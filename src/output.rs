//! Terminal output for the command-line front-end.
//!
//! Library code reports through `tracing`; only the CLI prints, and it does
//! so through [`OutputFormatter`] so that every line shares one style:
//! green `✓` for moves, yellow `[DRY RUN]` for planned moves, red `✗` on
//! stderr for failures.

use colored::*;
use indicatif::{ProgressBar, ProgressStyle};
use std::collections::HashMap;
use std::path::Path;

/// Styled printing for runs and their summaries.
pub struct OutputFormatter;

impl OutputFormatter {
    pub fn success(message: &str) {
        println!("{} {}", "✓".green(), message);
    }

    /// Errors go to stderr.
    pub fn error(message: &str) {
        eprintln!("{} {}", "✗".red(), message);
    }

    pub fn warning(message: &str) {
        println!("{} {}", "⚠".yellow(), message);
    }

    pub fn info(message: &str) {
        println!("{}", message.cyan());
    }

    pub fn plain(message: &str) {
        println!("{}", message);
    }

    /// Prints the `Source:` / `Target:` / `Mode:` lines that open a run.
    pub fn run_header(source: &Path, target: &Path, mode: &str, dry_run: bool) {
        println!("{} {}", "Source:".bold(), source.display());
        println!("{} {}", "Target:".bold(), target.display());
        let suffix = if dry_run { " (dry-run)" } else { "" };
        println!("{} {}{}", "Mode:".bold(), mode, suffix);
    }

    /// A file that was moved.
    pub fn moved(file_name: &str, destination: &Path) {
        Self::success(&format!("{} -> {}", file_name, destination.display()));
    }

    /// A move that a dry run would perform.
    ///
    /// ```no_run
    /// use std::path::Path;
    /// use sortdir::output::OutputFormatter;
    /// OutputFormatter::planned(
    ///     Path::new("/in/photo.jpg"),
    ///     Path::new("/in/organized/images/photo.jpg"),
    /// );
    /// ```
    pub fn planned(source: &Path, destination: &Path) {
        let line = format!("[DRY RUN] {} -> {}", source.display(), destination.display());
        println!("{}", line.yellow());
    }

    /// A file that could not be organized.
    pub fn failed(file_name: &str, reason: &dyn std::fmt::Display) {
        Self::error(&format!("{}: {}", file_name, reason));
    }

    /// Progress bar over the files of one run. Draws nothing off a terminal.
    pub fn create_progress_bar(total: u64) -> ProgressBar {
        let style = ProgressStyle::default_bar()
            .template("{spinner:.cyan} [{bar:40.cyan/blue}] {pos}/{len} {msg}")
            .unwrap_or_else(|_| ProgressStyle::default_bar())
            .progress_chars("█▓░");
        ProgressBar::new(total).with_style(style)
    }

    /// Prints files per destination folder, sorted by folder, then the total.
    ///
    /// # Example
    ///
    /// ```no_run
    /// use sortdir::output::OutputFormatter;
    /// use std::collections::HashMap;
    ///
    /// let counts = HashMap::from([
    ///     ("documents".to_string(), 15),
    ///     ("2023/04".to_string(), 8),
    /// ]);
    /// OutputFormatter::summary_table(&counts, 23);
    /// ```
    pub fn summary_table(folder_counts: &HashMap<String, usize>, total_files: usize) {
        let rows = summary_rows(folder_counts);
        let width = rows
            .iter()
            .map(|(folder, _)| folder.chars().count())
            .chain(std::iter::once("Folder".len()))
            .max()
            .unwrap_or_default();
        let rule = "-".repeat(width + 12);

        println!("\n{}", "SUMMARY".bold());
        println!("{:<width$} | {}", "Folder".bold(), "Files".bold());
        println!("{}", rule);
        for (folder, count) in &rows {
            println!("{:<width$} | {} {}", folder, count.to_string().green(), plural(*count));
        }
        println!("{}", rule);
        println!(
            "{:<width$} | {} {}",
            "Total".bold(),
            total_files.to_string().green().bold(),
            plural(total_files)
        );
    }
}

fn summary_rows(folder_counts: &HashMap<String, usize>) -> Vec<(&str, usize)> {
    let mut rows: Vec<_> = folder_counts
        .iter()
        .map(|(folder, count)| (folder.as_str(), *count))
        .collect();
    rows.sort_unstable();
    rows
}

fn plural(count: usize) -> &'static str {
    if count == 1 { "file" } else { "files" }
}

## PROBLEM DESCRIPTION
All of the entries must be printed again exactly as given.

## YOUR SOLUTION
filename src/output.rs
//! Terminal output for the command-line front-end.
//!
//! Library code reports through `tracing`; only the CLI prints, and it does
//! so through [`OutputFormatter`] so that every line shares one style:
//! green `✓` for moves, yellow `[DRY RUN]` for planned moves, red `✗` on
//! stderr for failures.

use colored::*;
use indicatif::{ProgressBar, ProgressStyle};
use std::collections::HashMap;
use std::path::Path;

/// Styled printing for runs and their summaries.
pub struct OutputFormatter;

impl OutputFormatter {
    pub fn success(message: &str) {
        println!("{} {}", "✓".green(), message);
    }

    /// Errors go to stderr.
    pub fn error(message: &str) {
        eprintln!("{} {}", "✗".red(), message);
    }

    pub fn warning(message: &str) {
        println!("{} {}", "⚠".yellow(), message);
    }

    pub fn info(message: &str) {
        println!("{}", message.cyan());
    }

    pub fn plain(message: &str) {
        println!("{}", message);
    }

    /// Prints the `Source:` / `Target:` / `Mode:` lines that open a run.
    pub fn run_header(source: &Path, target: &Path, mode: &str, dry_run: bool) {
        println!("{} {}", "Source:".bold(), source.display());
        println!("{} {}", "Target:".bold(), target.display());
        let suffix = if dry_run { " (dry-run)" } else { "" };
        println!("{} {}{}", "Mode:".bold(), mode, suffix);
    }

    /// A file that was moved.
    pub fn moved(file_name: &str, destination: &Path) {
        Self::success(&format!("{} -> {}", file_name, destination.display()));
    }

    /// A move that a dry run would perform.
    ///
    /// ```no_run
    /// use std::path::Path;
    /// use sortdir::output::OutputFormatter;
    /// OutputFormatter::planned(
    ///     Path::new("/in/photo.jpg"),
    ///     Path::new("/in/organized/images/photo.jpg"),
    /// );
    /// ```
    pub fn planned(source: &Path, destination: &Path) {
        let line = format!("[DRY RUN] {} -> {}", source.display(), destination.display());
        println!("{}", line.yellow());
    }

    /// A file that could not be organized.
    pub fn failed(file_name: &str, reason: &dyn std::fmt::Display) {
        Self::error(&format!("{}: {}", file_name, reason));
    }

    /// Progress bar over the files of one run. Draws nothing off a terminal.
    pub fn create_progress_bar(total: u64) -> ProgressBar {
        let style = ProgressStyle::default_bar()
            .template("{spinner:.cyan} [{bar:40.cyan/blue}] {pos}/{len} {msg}")
            .unwrap_or_else(|_| ProgressStyle::default_bar())
            .progress_chars("█▓░");
        ProgressBar::new(total).with_style(style)
    }

    /// Prints files per destination folder, sorted by folder, then the total.
    ///
    /// # Example
    ///
    /// ```no_run
    /// use sortdir::output::OutputFormatter;
    /// use std::collections::HashMap;
    ///
    /// let counts = HashMap::from([
    ///     ("documents".to_string(), 15),
    ///     ("2023/04".to_string(), 8),
    /// ]);
    /// OutputFormatter::summary_table(&counts, 23);
    /// ```
    pub fn summary_table(folder_counts: &HashMap<String, usize>, total_files: usize) {
        let rows = summary_rows(folder_counts);
        let width = rows
            .iter()
            .map(|(folder, _)| folder.chars().count())
            .chain(std::iter::once("Folder".len()))
            .max()
            .unwrap_or_default();
        let rule = "-".repeat(width + 12);

        println!("\n{}", "SUMMARY".bold());
        println!("{:<width$} | {}", "Folder".bold(), "Files".bold());
        println!("{}", rule);
        for (folder, count) in &rows {
            println!("{:<width$} | {} {}", folder, count.to_string().green(), plural(*count));
        }
        println!("{}", rule);
        println!(
            "{:<width$} | {} {}",
            "Total".bold(),
            total_files.to_string().green().bold(),
            plural(total_files)
        );
    }
}

fn summary_rows(folder_counts: &HashMap<String, usize>) -> Vec<(&str, usize)> {
    let mut rows: Vec<_> = folder_counts
        .iter()
        .map(|(folder, count)| (folder.as_str(), *count))
        .collect();
    rows.sort_unstable();
    rows
}

fn plural(count: usize) -> &'static str {
    if count == 1 { "file" } else { "files" }
}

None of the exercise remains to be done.